Azure is making my gaming awesome too?
Even now, with my 40th birthday behind me, I spend a fair amount of my free time playing video games. Videos games have been a pretty consistent part of my life for 30 some years, and I expect this to remain the case for most of the next 40 years too. Normally I reserve this space for my professional interests; things like Exchange, Office 365, Active Directory, and Azure. However, today I figured out that my professional interests have intersected with my personal video game interest so I thought this would be a good excuse to bring video gaming into this blog. It turns out that Windows Azure is a key component in making the new video game “Titanfall” work.

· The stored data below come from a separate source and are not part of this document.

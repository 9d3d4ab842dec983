//! # lectern-search
//!
//! Vector indices over keyframe text for lecture retrieval.
//!
//! This crate provides:
//! - A flat cosine-similarity index that persists to a single JSON file
//! - Batched index construction from keyframes
//! - On-demand merge of many per-video indices for cross-video queries,
//!   with an LRU cache keyed by the sorted subject set
//!
//! ## Example
//!
//! ```ignore
//! use lectern_search::{IndexBuilder, IndexMerger, IndexStore};
//!
//! let built = IndexBuilder::new(embedder.clone()).build(subject_id, &keyframes).await?;
//! let location = IndexStore::new("data/vector_indices").save(subject_id, &built.index).await?;
//!
//! let merged = merger.merge(&[video_a, video_b]).await?;
//! let hits = merged.search(&query_vector, 5);
//! ```

pub mod builder;
pub mod index;
pub mod merge;
pub mod store;

// Re-export core types
pub use lectern_core::*;

pub use builder::{document_text, BuiltIndex, IndexBuilder};
pub use index::{cosine_similarity, DocumentMetadata, IndexDocument, SearchHit, VectorIndex};
pub use merge::{merge_cache_key, IndexMerger};
pub use store::IndexStore;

Titanfall is a new FPS (first person shooter) currently available on the Xbox One. The whole game is played online against human opponents. I’m not going to go too far into talking about the actual game play, but I will sum it up by saying the basis of the game is your character running around and trying to shoot other players before they shoot you. This type of game has been wildly popular for quite some time, highlighted recently by insanely popular “Call of Duty” series. Titanfall is in many ways very similar to Call of Duty (the company that made Titanfall was founded by game makers who left their last company over a dispute about the royalties from CoD), there is one way in which Titanfall is very much a large leap forward in this type of game.
In games like Call of Duty ten or twenty people all connect to a match via a service like Xbox Live. After the users are logged in and grouped together for their match, the Xbox Live servers turn management of the match over to one of the player’s Xbox for game decisions like who shot whom first. This design works well when all the game has to keep track of is the movements of a small number of players. The downside to this sort of system is that it does not allow for much in the way of Artificial Intelligence within the game.

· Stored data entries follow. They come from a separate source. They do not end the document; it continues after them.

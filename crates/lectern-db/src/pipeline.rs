//! PostgreSQL implementation of the persistence/log port.

use std::path::PathBuf;

use async_trait::async_trait;
use chrono::Utc;
use sqlx::types::Json;
use sqlx::{Pool, Postgres, Row};
use tracing::debug;
use uuid::Uuid;

use lectern_core::{
    Error, Keyframe, KeyframeSet, PipelineStore, PipelineTask, Result, SectionSummary,
    SubjectCatalog, SubjectInfo, TaskLogRecord, TaskStatus, VectorIndexHandle, VideoSummary,
};

/// PostgreSQL implementation of [`PipelineStore`] and [`SubjectCatalog`].
#[derive(Clone)]
pub struct PgPipelineStore {
    pool: Pool<Postgres>,
}

impl PgPipelineStore {
    pub fn new(pool: Pool<Postgres>) -> Self {
        Self { pool }
    }

    /// Insert or update a subject row.
    pub async fn register_subject(&self, info: &SubjectInfo) -> Result<()> {
        sqlx::query(
            r#"
            INSERT INTO subject (id, title, description, source_path)
            VALUES ($1, $2, $3, $4)
            ON CONFLICT (id) DO UPDATE
            SET title = EXCLUDED.title,
                description = EXCLUDED.description,
                source_path = EXCLUDED.source_path
            "#,
        )
        .bind(info.subject_id)
        .bind(&info.title)
        .bind(&info.description)
        .bind(info.source_path.to_string_lossy().as_ref())
        .execute(&self.pool)
        .await
        .map_err(Error::Database)?;
        Ok(())
    }

    /// Load a persisted task.
    pub async fn task(&self, id: Uuid) -> Result<Option<PipelineTask>> {
        let row = sqlx::query(
            r#"
            SELECT id, subject_id, stages, status, progress, error_message, preview,
                   created_at, started_at, finished_at
            FROM pipeline_task
            WHERE id = $1
            "#,
        )
        .bind(id)
        .fetch_optional(&self.pool)
        .await
        .map_err(Error::Database)?;

        row.map(Self::parse_task_row).transpose()
    }

    /// Log records of a task, oldest first.
    pub async fn logs_for_task(&self, task_id: Uuid) -> Result<Vec<(String, String)>> {
        let rows = sqlx::query(
            "SELECT level, message FROM task_log WHERE task_id = $1 ORDER BY id",
        )
        .bind(task_id)
        .fetch_all(&self.pool)
        .await
        .map_err(Error::Database)?;

        Ok(rows
            .into_iter()
            .map(|row| (row.get("level"), row.get("message")))
            .collect())
    }

    fn parse_task_row(row: sqlx::postgres::PgRow) -> Result<PipelineTask> {
        let stages: Vec<String> = row.get("stages");
        let status: String = row.get("status");
        Ok(PipelineTask {
            id: row.get("id"),
            subject_id: row.get("subject_id"),
            stages: stages.join(",").parse()?,
            status: status.parse::<TaskStatus>()?,
            progress: row.get("progress"),
            error: row.get("error_message"),
            preview: row.get("preview"),
            created_at: row.get("created_at"),
            started_at: row.get("started_at"),
            finished_at: row.get("finished_at"),
        })
    }

    fn parse_keyframe_row(row: sqlx::postgres::PgRow) -> Keyframe {
        let seq: i32 = row.get("seq");
        let frame_number: i64 = row.get("frame_number");
        let ocr_lines: Json<Vec<String>> = row.get("ocr_lines");
        Keyframe {
            seq: seq as u32,
            frame_number: frame_number as u64,
            timestamp_secs: row.get("timestamp_secs"),
            timestamp_formatted: row.get("timestamp_formatted"),
            ocr_lines: ocr_lines.0,
            asr_text: row.get("asr_text"),
            file_name: row.get("file_name"),
        }
    }
}

#[async_trait]
impl PipelineStore for PgPipelineStore {
    async fn append_log(&self, record: TaskLogRecord) -> Result<()> {
        sqlx::query(
            r#"
            INSERT INTO task_log (task_id, subject_id, level, message, created_at)
            VALUES ($1, $2, $3, $4, $5)
            "#,
        )
        .bind(record.task_id)
        .bind(record.subject_id)
        .bind(record.level.as_str())
        .bind(&record.message)
        .bind(record.timestamp)
        .execute(&self.pool)
        .await
        .map_err(Error::Database)?;
        Ok(())
    }

    async fn save_task(&self, task: &PipelineTask) -> Result<()> {
        let stages: Vec<String> = task.stages.iter().map(|s| s.as_str().to_string()).collect();
        sqlx::query(
            r#"
            INSERT INTO pipeline_task
                (id, subject_id, stages, status, progress, error_message, preview,
                 created_at, started_at, finished_at)
            VALUES ($1, $2, $3, $4, $5, $6, $7, $8, $9, $10)
            ON CONFLICT (id) DO UPDATE
            SET status = EXCLUDED.status,
                progress = EXCLUDED.progress,
                error_message = EXCLUDED.error_message,
                started_at = EXCLUDED.started_at,
                finished_at = EXCLUDED.finished_at
            "#,
        )
        .bind(task.id)
        .bind(task.subject_id)
        .bind(&stages)
        .bind(task.status.as_str())
        .bind(task.progress)
        .bind(&task.error)
        .bind(task.preview)
        .bind(task.created_at)
        .bind(task.started_at)
        .bind(task.finished_at)
        .execute(&self.pool)
        .await
        .map_err(Error::Database)?;
        Ok(())
    }

    async fn replace_keyframes(&self, set: &KeyframeSet) -> Result<()> {
        let mut tx = self.pool.begin().await.map_err(Error::Database)?;

        sqlx::query(
            r#"
            INSERT INTO keyframe_set (subject_id, fps, frame_count, updated_at)
            VALUES ($1, $2, $3, $4)
            ON CONFLICT (subject_id) DO UPDATE
            SET fps = EXCLUDED.fps,
                frame_count = EXCLUDED.frame_count,
                updated_at = EXCLUDED.updated_at
            "#,
        )
        .bind(set.subject_id)
        .bind(set.fps)
        .bind(set.frame_count as i64)
        .bind(Utc::now())
        .execute(&mut *tx)
        .await
        .map_err(Error::Database)?;

        sqlx::query("DELETE FROM keyframe WHERE subject_id = $1")
            .bind(set.subject_id)
            .execute(&mut *tx)
            .await
            .map_err(Error::Database)?;

        for kf in &set.keyframes {
            sqlx::query(
                r#"
                INSERT INTO keyframe
                    (subject_id, seq, frame_number, timestamp_secs, timestamp_formatted,
                     ocr_lines, asr_text, file_name)
                VALUES ($1, $2, $3, $4, $5, $6, $7, $8)
                "#,
            )
            .bind(set.subject_id)
            .bind(kf.seq as i32)
            .bind(kf.frame_number as i64)
            .bind(kf.timestamp_secs)
            .bind(&kf.timestamp_formatted)
            .bind(Json(&kf.ocr_lines))
            .bind(&kf.asr_text)
            .bind(&kf.file_name)
            .execute(&mut *tx)
            .await
            .map_err(Error::Database)?;
        }

        tx.commit().await.map_err(Error::Database)?;
        debug!(
            subsystem = "database",
            component = "pipeline_store",
            subject_id = %set.subject_id,
            keyframe_count = set.keyframes.len(),
            "Keyframes replaced"
        );
        Ok(())
    }

    async fn load_keyframes(&self, subject_id: Uuid) -> Result<Option<KeyframeSet>> {
        let header = sqlx::query("SELECT fps, frame_count FROM keyframe_set WHERE subject_id = $1")
            .bind(subject_id)
            .fetch_optional(&self.pool)
            .await
            .map_err(Error::Database)?;

        let Some(header) = header else {
            return Ok(None);
        };

        let rows = sqlx::query(
            r#"
            SELECT seq, frame_number, timestamp_secs, timestamp_formatted,
                   ocr_lines, asr_text, file_name
            FROM keyframe
            WHERE subject_id = $1
            ORDER BY seq
            "#,
        )
        .bind(subject_id)
        .fetch_all(&self.pool)
        .await
        .map_err(Error::Database)?;

        let frame_count: i64 = header.get("frame_count");
        Ok(Some(KeyframeSet {
            subject_id,
            fps: header.get("fps"),
            frame_count: frame_count as u64,
            keyframes: rows.into_iter().map(Self::parse_keyframe_row).collect(),
        }))
    }

    async fn upsert_vector_index(&self, handle: &VectorIndexHandle) -> Result<()> {
        sqlx::query(
            r#"
            INSERT INTO vector_index (subject_id, storage_location, embedding_model, vector_count, created_at)
            VALUES ($1, $2, $3, $4, $5)
            ON CONFLICT (subject_id) DO UPDATE
            SET storage_location = EXCLUDED.storage_location,
                embedding_model = EXCLUDED.embedding_model,
                vector_count = EXCLUDED.vector_count,
                created_at = EXCLUDED.created_at
            "#,
        )
        .bind(handle.subject_id)
        .bind(handle.storage_location.to_string_lossy().as_ref())
        .bind(&handle.embedding_model)
        .bind(handle.vector_count as i32)
        .bind(handle.created_at)
        .execute(&self.pool)
        .await
        .map_err(Error::Database)?;
        Ok(())
    }

    async fn vector_index(&self, subject_id: Uuid) -> Result<Option<VectorIndexHandle>> {
        let row = sqlx::query(
            r#"
            SELECT storage_location, embedding_model, vector_count, created_at
            FROM vector_index
            WHERE subject_id = $1
            "#,
        )
        .bind(subject_id)
        .fetch_optional(&self.pool)
        .await
        .map_err(Error::Database)?;

        Ok(row.map(|row| {
            let location: String = row.get("storage_location");
            let vector_count: i32 = row.get("vector_count");
            VectorIndexHandle {
                subject_id,
                storage_location: PathBuf::from(location),
                embedding_model: row.get("embedding_model"),
                vector_count: vector_count as usize,
                created_at: row.get("created_at"),
            }
        }))
    }

    async fn upsert_summary(&self, summary: &VideoSummary) -> Result<()> {
        sqlx::query(
            r#"
            INSERT INTO video_summary (subject_id, summary, keywords, sections, generated_at)
            VALUES ($1, $2, $3, $4, $5)
            ON CONFLICT (subject_id) DO UPDATE
            SET summary = EXCLUDED.summary,
                keywords = EXCLUDED.keywords,
                sections = EXCLUDED.sections,
                generated_at = EXCLUDED.generated_at
            "#,
        )
        .bind(summary.subject_id)
        .bind(&summary.summary)
        .bind(Json(&summary.keywords))
        .bind(Json::<&Vec<SectionSummary>>(&summary.sections))
        .bind(summary.generated_at)
        .execute(&self.pool)
        .await
        .map_err(Error::Database)?;
        Ok(())
    }
}

#[async_trait]
impl SubjectCatalog for PgPipelineStore {
    async fn describe(&self, subject_id: Uuid) -> Result<Option<SubjectInfo>> {
        let row = sqlx::query("SELECT title, description, source_path FROM subject WHERE id = $1")
            .bind(subject_id)
            .fetch_optional(&self.pool)
            .await
            .map_err(Error::Database)?;

        Ok(row.map(|row| {
            let source_path: String = row.get("source_path");
            SubjectInfo {
                subject_id,
                title: row.get("title"),
                description: row.get("description"),
                source_path: PathBuf::from(source_path),
            }
        }))
    }
}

Much like in Call of Duty, in Titanfall you are playing against other people. However, unlike in CoD, Titanfall also include a large number of AI controlled characters that you can play with and against. Your team in Titanfall includes other players, but it also includes “grunts” “specters” and even computer controller “titans” all fighting for and against the real players in the game. All the compute power to control the actions of the non-player characters (NPC) in Titanfall is coming from Azure. The different type of NPCs have different levels of AI so that specters are “smarter” and harder to kill than grunts, and titans are “smarter” and harder to kill than both specters and grunts. Titanfall also includes several types of “smart” weapons that are able to lock in opponents and work as “guided missiles” to track your target.

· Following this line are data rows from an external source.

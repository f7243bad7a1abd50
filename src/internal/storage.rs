/* This Source Code Form is subject to the terms of the Mozilla Public
 * License, v. 2.0. If a copy of the MPL was not distributed with this
 * file, You can obtain one at http://mozilla.org/MPL/2.0/. */

//! The subscription database interface the engine consumes.
//!
//! The concrete store lives outside this crate; the engine only needs these
//! eight synchronous operations. Providers and delivery points are persisted
//! as their fixed + volatile maps, keyed by the fixed-data digest; cache
//! flushing on shutdown is the store's concern.

use crate::error::Result;
use crate::internal::registration::{DeliveryPoint, PushServiceProvider};

/// One row of a subscriber lookup. Either half may be absent when the store
/// holds a dangling reference; the engine reports those rather than failing
/// the whole submission.
#[derive(Debug, Clone, Default)]
pub struct ProviderDeliveryPair {
    pub provider: Option<PushServiceProvider>,
    pub delivery_point: Option<DeliveryPoint>,
}

#[cfg_attr(test, mockall::automock)]
pub trait PushDatabase: Send + Sync {
    fn add_push_service_provider_to_service(
        &self,
        service: &str,
        provider: &PushServiceProvider,
    ) -> Result<()>;

    fn remove_push_service_provider_from_service(
        &self,
        service: &str,
        provider: &PushServiceProvider,
    ) -> Result<()>;

    /// Registers the delivery point under (service, subscriber) and returns
    /// the provider that will serve it.
    fn add_delivery_point_to_service(
        &self,
        service: &str,
        subscriber: &str,
        delivery_point: &DeliveryPoint,
    ) -> Result<PushServiceProvider>;

    fn remove_delivery_point_from_service(
        &self,
        service: &str,
        subscriber: &str,
        delivery_point: &DeliveryPoint,
    ) -> Result<()>;

    fn get_push_service_provider_delivery_point_pairs(
        &self,
        service: &str,
        subscriber: &str,
    ) -> Result<Vec<ProviderDeliveryPair>>;

    fn modify_push_service_provider(&self, provider: &PushServiceProvider) -> Result<()>;

    fn modify_delivery_point(&self, delivery_point: &DeliveryPoint) -> Result<()>;

    fn flush_cache(&self) -> Result<()>;
}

So why use Azure for all this artificial intelligence? This sort of application is ideal for a service like Azure. The demand on these servers is very “bursty”, meaning that sometimes (nights and weekends) usage will be very high while other times it will be much lower. Additionally, Titanfall is not going to be the cool game forever. If EA and Respawn were to build their own servers for this application it would require a huge investment. Azure is designed to solve all these problems.
All-in-all I think Titanfall is a great win for Xbox, Respawn, EA, and Azure. It’s a fun new game, with an interesting application of new technology.